TCHAR: TCHAR is for migrating ancient Windows programs that assume legacy encodings from char to wchar_t, and is best forgotten unless your program was written in some previous millennium. It's not portable and is inherently unspecific about its encoding and even its data type, making it unusable with any non-TCHAR based API. Since its purpose is migration to wchar_t, which we've seen above isn't a good idea, there is no value whatsoever in using TCHAR.

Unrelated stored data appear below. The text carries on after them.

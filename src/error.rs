use wasm_bindgen::{JsCast, JsValue};

#[derive(Debug, thiserror::Error)]
pub enum Error {
    #[error("no global `window` exists")]
    NoWindow,
    #[error("window has no document")]
    NoDocument,
    #[error("document has no body")]
    NoBody,
    #[error("javascript exception: {0}")]
    Js(String),
    #[error("invalid selector {0:?}")]
    InvalidSelector(String),
    #[error("invalid theme config: {0}")]
    Config(#[from] serde_json::Error),
}

impl From<JsValue> for Error {
    fn from(value: JsValue) -> Self {
        let message = match value.dyn_ref::<js_sys::Error>() {
            Some(err) => String::from(err.message()),
            None => value.as_string().unwrap_or_else(|| format!("{value:?}")),
        };
        Error::Js(message)
    }
}

pub type Result<T, E = Error> = std::result::Result<T, E>;
use std::fmt;

use crate::config::ThemeConfig;
use crate::cookie::CookieStore;
use crate::dom::{Dom, Selector};

#[derive(Clone, Copy, Debug, Eq, PartialEq)]
pub enum ThemePreference {
    Light,
    Dark,
}

impl ThemePreference {
    /// Only the exact `expected` value reads as dark. Anything else,
    /// including a missing cookie, is light.
    pub fn from_cookie(value: Option<&str>, expected: &str) -> Self {
        match value {
            Some(v) if v == expected => ThemePreference::Dark,
            _ => ThemePreference::Light,
        }
    }

    pub fn is_dark(self) -> bool {
        self == ThemePreference::Dark
    }

    pub fn toggled(self) -> Self {
        match self {
            ThemePreference::Light => ThemePreference::Dark,
            ThemePreference::Dark => ThemePreference::Light,
        }
    }
}

impl fmt::Display for ThemePreference {
    fn fmt(&self, f: &mut fmt::Formatter) -> fmt::Result {
        match self {
            ThemePreference::Light => write!(f, "light"),
            ThemePreference::Dark => write!(f, "dark"),
        }
    }
}

#[derive(Clone, Copy, Debug)]
enum ClassOp {
    Add,
    Remove,
}

/// Reads the persisted preference and mirrors it onto the page.
///
/// Nothing is cached: every call goes back to the cookie store. Failures
/// from either capability are logged and skipped.
pub struct ThemeController<C, D> {
    config: ThemeConfig,
    cookies: C,
    dom: D,
}

impl<C, D> ThemeController<C, D>
where
    C: CookieStore,
    D: Dom,
{
    pub fn new(config: ThemeConfig, cookies: C, dom: D) -> Self {
        ThemeController {
            config,
            cookies,
            dom,
        }
    }

    pub fn cookies(&self) -> &C {
        &self.cookies
    }

    pub fn dom(&self) -> &D {
        &self.dom
    }

    pub fn preference(&self) -> ThemePreference {
        let value = match self.cookies.get(&self.config.cookie_name) {
            Ok(value) => value,
            Err(err) => {
                tracing::warn!("reading cookie {:?}: {err}", self.config.cookie_name);
                None
            }
        };
        ThemePreference::from_cookie(value.as_deref(), &self.config.cookie_value)
    }

    pub fn has_darkmode(&self) -> bool {
        self.preference().is_dark()
    }

    /// Page-ready hook: logs the stored preference and syncs the page to it.
    pub fn ready(&mut self) {
        tracing::info!("Darkmode? {}", self.has_darkmode());
        self.update_site();
    }

    pub fn update_site(&mut self) {
        let config = self.config.clone();
        let (styled, shown, hidden) = if self.has_darkmode() {
            (ClassOp::Add, &config.dark_on, &config.dark_off)
        } else {
            (ClassOp::Remove, &config.dark_off, &config.dark_on)
        };
        for selector in &config.styled {
            self.apply(selector, &config.dark_class, styled);
        }
        self.apply(shown, &config.hidden_class, ClassOp::Remove);
        self.apply(hidden, &config.hidden_class, ClassOp::Add);
    }

    /// Flips the stored preference, then repaints. Returns the new state.
    pub fn toggle_darkmode(&mut self) -> ThemePreference {
        let name = self.config.cookie_name.clone();
        let options = self.config.cookie_options();
        if self.has_darkmode() {
            match self.cookies.remove(&name, &options) {
                Ok(()) => tracing::info!("Darkmode disabled"),
                Err(err) => tracing::warn!("removing cookie {name:?}: {err}"),
            }
        } else {
            let value = self.config.cookie_value.clone();
            match self.cookies.set(&name, &value, &options) {
                Ok(()) => tracing::info!("Darkmode enabled"),
                Err(err) => tracing::warn!("setting cookie {name:?}: {err}"),
            }
        }
        self.update_site();
        self.preference()
    }

    fn apply(&mut self, selector: &Selector, class: &str, op: ClassOp) {
        let elements = match self.dom.select(selector) {
            Ok(elements) => elements,
            Err(err) => {
                tracing::warn!("selecting {selector}: {err}");
                return;
            }
        };
        for element in &elements {
            let result = match op {
                ClassOp::Add => self.dom.add_class(element, class),
                ClassOp::Remove => self.dom.remove_class(element, class),
            };
            if let Err(err) = result {
                tracing::warn!("{op:?} class {class:?} on {selector}: {err}");
            }
        }
        tracing::debug!("{op:?} {class:?} on {} x {selector}", elements.len());
    }
}

#[cfg(test)]
mod tests {
    use std::io;
    use std::sync::{Arc, Mutex};

    use pretty_assertions::assert_eq;

    use super::*;
    use crate::cookie::{CookieOptions, MemoryCookies, SameSite};
    use crate::dom::{MemoryDom, Node};
    use crate::error::{Error, Result};

    fn page() -> MemoryDom {
        MemoryDom::new()
            .with(Node::new("body"))
            .with(Node::new("nav"))
            .with(Node::new("ul").class("dropdown-menu"))
            .with(Node::new("span").id("dark-on").class("d-none"))
            .with(Node::new("span").id("dark-off"))
            .with(Node::new("table").class("table"))
            .with(Node::new("table"))
    }

    fn controller(cookies: MemoryCookies) -> ThemeController<MemoryCookies, MemoryDom> {
        let _ = tracing_subscriber::fmt::try_init();
        ThemeController::new(ThemeConfig::default(), cookies, page())
    }

    fn has_class(dom: &MemoryDom, selector: &str, class: &str) -> bool {
        dom.find(&selector.parse().unwrap()).unwrap().has_class(class)
    }

    fn has(c: &ThemeController<MemoryCookies, MemoryDom>, selector: &str, class: &str) -> bool {
        has_class(c.dom(), selector, class)
    }

    fn all_tables_dark(c: &ThemeController<MemoryCookies, MemoryDom>) -> bool {
        c.dom()
            .nodes()
            .iter()
            .filter(|n| n.tag == "table")
            .all(|n| n.has_class("dark"))
    }

    #[test]
    fn test_has_darkmode() {
        for (value, dark) in [
            (Some("true"), true),
            (Some("false"), false),
            (Some(""), false),
            (Some("TRUE"), false),
            (Some(" true"), false),
            (Some("1"), false),
            (None, false),
        ] {
            let cookies = match value {
                Some(v) => MemoryCookies::new().with("dark", v),
                None => MemoryCookies::new(),
            };
            assert_eq!(controller(cookies).has_darkmode(), dark, "cookie {value:?}");
        }
    }

    #[test]
    fn test_light_page() {
        let mut c = controller(MemoryCookies::new());
        c.ready();
        assert!(!c.has_darkmode());
        assert!(!has(&c, "body", "dark"));
        assert!(!has(&c, ".dropdown-menu", "dark"));
        assert!(has(&c, "#dark-on", "d-none"));
        assert!(!has(&c, "#dark-off", "d-none"));
        assert!(!has(&c, "nav", "dark"));
    }

    #[test]
    fn test_toggle_on() {
        let mut c = controller(MemoryCookies::new());
        c.ready();
        assert_eq!(c.toggle_darkmode(), ThemePreference::Dark);

        let cookie = c.cookies().cookie("dark").unwrap();
        assert_eq!(cookie.value, "true");
        assert_eq!(
            cookie.options,
            CookieOptions {
                path: "/".to_string(),
                expires_days: Some(365),
                same_site: SameSite::Lax,
            },
        );
        assert!(has(&c, "body", "dark"));
        assert!(all_tables_dark(&c));
        assert!(has(&c, "table", "table"));
        assert!(has(&c, ".dropdown-menu", "dark"));
        assert!(!has(&c, "#dark-on", "d-none"));
        assert!(has(&c, "#dark-off", "d-none"));
        assert!(!has(&c, "nav", "dark"));
    }

    #[test]
    fn test_toggle_twice() {
        let mut c = controller(MemoryCookies::new());
        c.ready();
        let before = c.dom().clone();

        c.toggle_darkmode();
        assert_ne!(c.dom(), &before);
        assert_eq!(c.toggle_darkmode(), ThemePreference::Light);

        assert!(c.cookies().is_empty());
        assert_eq!(c.dom(), &before);
    }

    #[test]
    fn test_toggle_twice_from_dark() {
        let mut c = controller(MemoryCookies::new().with("dark", "true"));
        c.ready();
        let before = c.dom().clone();
        assert!(has(&c, "body", "dark"));

        assert_eq!(c.toggle_darkmode(), ThemePreference::Light);
        assert_eq!(c.cookies().cookie("dark"), None);
        assert!(!has(&c, "body", "dark"));
        assert!(!all_tables_dark(&c));

        assert_eq!(c.toggle_darkmode(), ThemePreference::Dark);
        assert_eq!(c.dom(), &before);
    }

    #[test]
    fn test_toggle_lenient_value() {
        let mut c = controller(MemoryCookies::new().with("dark", "false"));
        assert_eq!(c.toggle_darkmode(), ThemePreference::Dark);
        assert_eq!(c.cookies().cookie("dark").unwrap().value, "true");
    }

    #[test]
    fn test_body_follows_cookie() {
        for cookies in [
            MemoryCookies::new(),
            MemoryCookies::new().with("dark", "true"),
            MemoryCookies::new().with("dark", "yes"),
        ] {
            let mut c = controller(cookies);
            c.update_site();
            assert_eq!(has(&c, "body", "dark"), c.has_darkmode());
        }
    }

    #[test]
    fn test_missing_elements() {
        let _ = tracing_subscriber::fmt::try_init();
        let mut c = ThemeController::new(
            ThemeConfig::default(),
            MemoryCookies::new(),
            MemoryDom::new().with(Node::new("body")),
        );
        assert_eq!(c.toggle_darkmode(), ThemePreference::Dark);
        assert!(c.dom().nodes()[0].has_class("dark"));
    }

    struct BrokenCookies;

    impl CookieStore for BrokenCookies {
        fn get(&self, _name: &str) -> Result<Option<String>> {
            Err(Error::Js("SecurityError: cookies are disabled".to_string()))
        }

        fn set(&mut self, _name: &str, _value: &str, _options: &CookieOptions) -> Result<()> {
            Err(Error::Js("SecurityError: cookies are disabled".to_string()))
        }

        fn remove(&mut self, _name: &str, _options: &CookieOptions) -> Result<()> {
            Err(Error::Js("SecurityError: cookies are disabled".to_string()))
        }
    }

    #[test]
    fn test_broken_cookies() {
        let _ = tracing_subscriber::fmt::try_init();
        let mut c = ThemeController::new(ThemeConfig::default(), BrokenCookies, page());
        c.ready();
        assert!(!c.has_darkmode());
        assert_eq!(c.toggle_darkmode(), ThemePreference::Light);
        assert!(has_class(c.dom(), "#dark-on", "d-none"));
    }

    #[derive(Clone, Default)]
    struct Logs(Arc<Mutex<Vec<u8>>>);

    impl io::Write for Logs {
        fn write(&mut self, buf: &[u8]) -> io::Result<usize> {
            self.0.lock().unwrap().extend_from_slice(buf);
            Ok(buf.len())
        }

        fn flush(&mut self) -> io::Result<()> {
            Ok(())
        }
    }

    fn logged<T>(f: impl FnOnce() -> T) -> (T, String) {
        let logs = Logs::default();
        let writer = logs.clone();
        let subscriber = tracing_subscriber::fmt()
            .with_ansi(false)
            .with_writer(move || writer.clone())
            .finish();
        let out = tracing::subscriber::with_default(subscriber, f);
        let text = String::from_utf8(logs.0.lock().unwrap().clone()).unwrap();
        (out, text)
    }

    #[test]
    fn test_toggle_logs() {
        let (_, text) = logged(|| {
            let mut c = ThemeController::new(ThemeConfig::default(), MemoryCookies::new(), page());
            c.ready();
            c.toggle_darkmode();
            c.toggle_darkmode();
        });
        assert!(text.contains("Darkmode? false"), "{text}");
        assert!(text.contains("Darkmode enabled"), "{text}");
        assert!(text.contains("Darkmode disabled"), "{text}");
    }

    #[test]
    fn test_failed_write_logs() {
        let (state, text) = logged(|| {
            let mut c = ThemeController::new(ThemeConfig::default(), BrokenCookies, page());
            c.toggle_darkmode()
        });
        assert_eq!(state, ThemePreference::Light);
        assert!(text.contains("setting cookie \"dark\""), "{text}");
        assert!(!text.contains("Darkmode enabled"), "{text}");

        let (state, text) = logged(|| {
            let mut c = ThemeController::new(
                ThemeConfig::default(),
                ReadOnlyCookies(MemoryCookies::new().with("dark", "true")),
                page(),
            );
            c.toggle_darkmode()
        });
        assert_eq!(state, ThemePreference::Dark);
        assert!(text.contains("removing cookie \"dark\""), "{text}");
        assert!(!text.contains("Darkmode disabled"), "{text}");
    }

    /// Reads succeed, writes throw.
    struct ReadOnlyCookies(MemoryCookies);

    impl CookieStore for ReadOnlyCookies {
        fn get(&self, name: &str) -> Result<Option<String>> {
            self.0.get(name)
        }

        fn set(&mut self, _name: &str, _value: &str, _options: &CookieOptions) -> Result<()> {
            Err(Error::Js("SecurityError: cookies are read-only".to_string()))
        }

        fn remove(&mut self, _name: &str, _options: &CookieOptions) -> Result<()> {
            Err(Error::Js("SecurityError: cookies are read-only".to_string()))
        }
    }

    #[test]
    fn test_custom_config() {
        let _ = tracing_subscriber::fmt::try_init();
        let config = ThemeConfig::from_json(
            r#"{ "cookieName": "theme", "darkClass": "night", "styled": [".card"] }"#,
        )
        .unwrap();
        let dom = MemoryDom::new()
            .with(Node::new("body"))
            .with(Node::new("div").class("card"))
            .with(Node::new("i").id("dark-on"))
            .with(Node::new("i").id("dark-off"));
        let mut c = ThemeController::new(config, MemoryCookies::new().with("dark", "true"), dom);
        c.ready();
        assert!(!c.has_darkmode());

        c.toggle_darkmode();
        assert_eq!(c.cookies().cookie("theme").unwrap().value, "true");
        assert!(has_class(c.dom(), ".card", "night"));
        assert!(!has_class(c.dom(), "body", "night"));
        assert!(has_class(c.dom(), "#dark-off", "d-none"));
    }

    #[test]
    fn test_preference() {
        assert_eq!(ThemePreference::Light.toggled(), ThemePreference::Dark);
        assert_eq!(ThemePreference::Dark.toggled().toggled(), ThemePreference::Dark);
        assert_eq!(ThemePreference::from_cookie(Some("true"), "true").to_string(), "dark");
        assert_eq!(ThemePreference::from_cookie(None, "true").to_string(), "light");
    }
}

_{1. Characters which are representable in wchar_t strings but which are not supported in any locale are not required to be represented with a single wchar_t value. This means that wchar_t could use a variable width encoding for certain characters, another clear violation of the intent of wchar_t. Although it's arguable that a character being representable by wchar_t is enough to say that the locale 'supports' that character, in which case variable-width encodings aren't legal and Window's use of UTF-16 is non-conformant.}

_{2. Unicode allows many characters to be represented with multiple code points, which creates the same problems for simple text algorithms as variable width encodings. Even if one strictly maintains a composed normalization, some characters still require multiple code points. See: http://www.unicode.org/standard/where/}

Solution 2:

There's nothing "wrong" with wchar_t. The problem is that, back in NT 3.x days, Microsoft decided that Unicode was Good (it is), and to implement Unicode as 16-bit, wchar_t characters. So most Microsoft literature from the mid-90's pretty much equated Unicode == utf16 == wchar_t.

Which, sadly, is not at all the case. "Wide characters" are not necessarily 2 bytes, on all platforms, under all circumstances.

This is one of the best primers on "Unicode" (independent of this question, independent of C++) I've ever seen: I highly recommend it:

http://www.joelonsoftware.com/articles/Unicode.html

And I honestly believe the best way to deal with "8-bit ASCII" vs "Win32 wide characters" vs "wchar_t-in-general" is simply to accept that "Windows is Different" ... and code accordingly.

IMHO...

PS:

I totally agree with jamesdlin above:

On Windows, you don't really have a choice. Its internal APIs were designed for UCS-2, which was reasonable at the time since it was before the variable-length UTF-8 and UTF-16 encodings were standardized. But now that they support UTF-16, they've ended up with the worst of both worlds.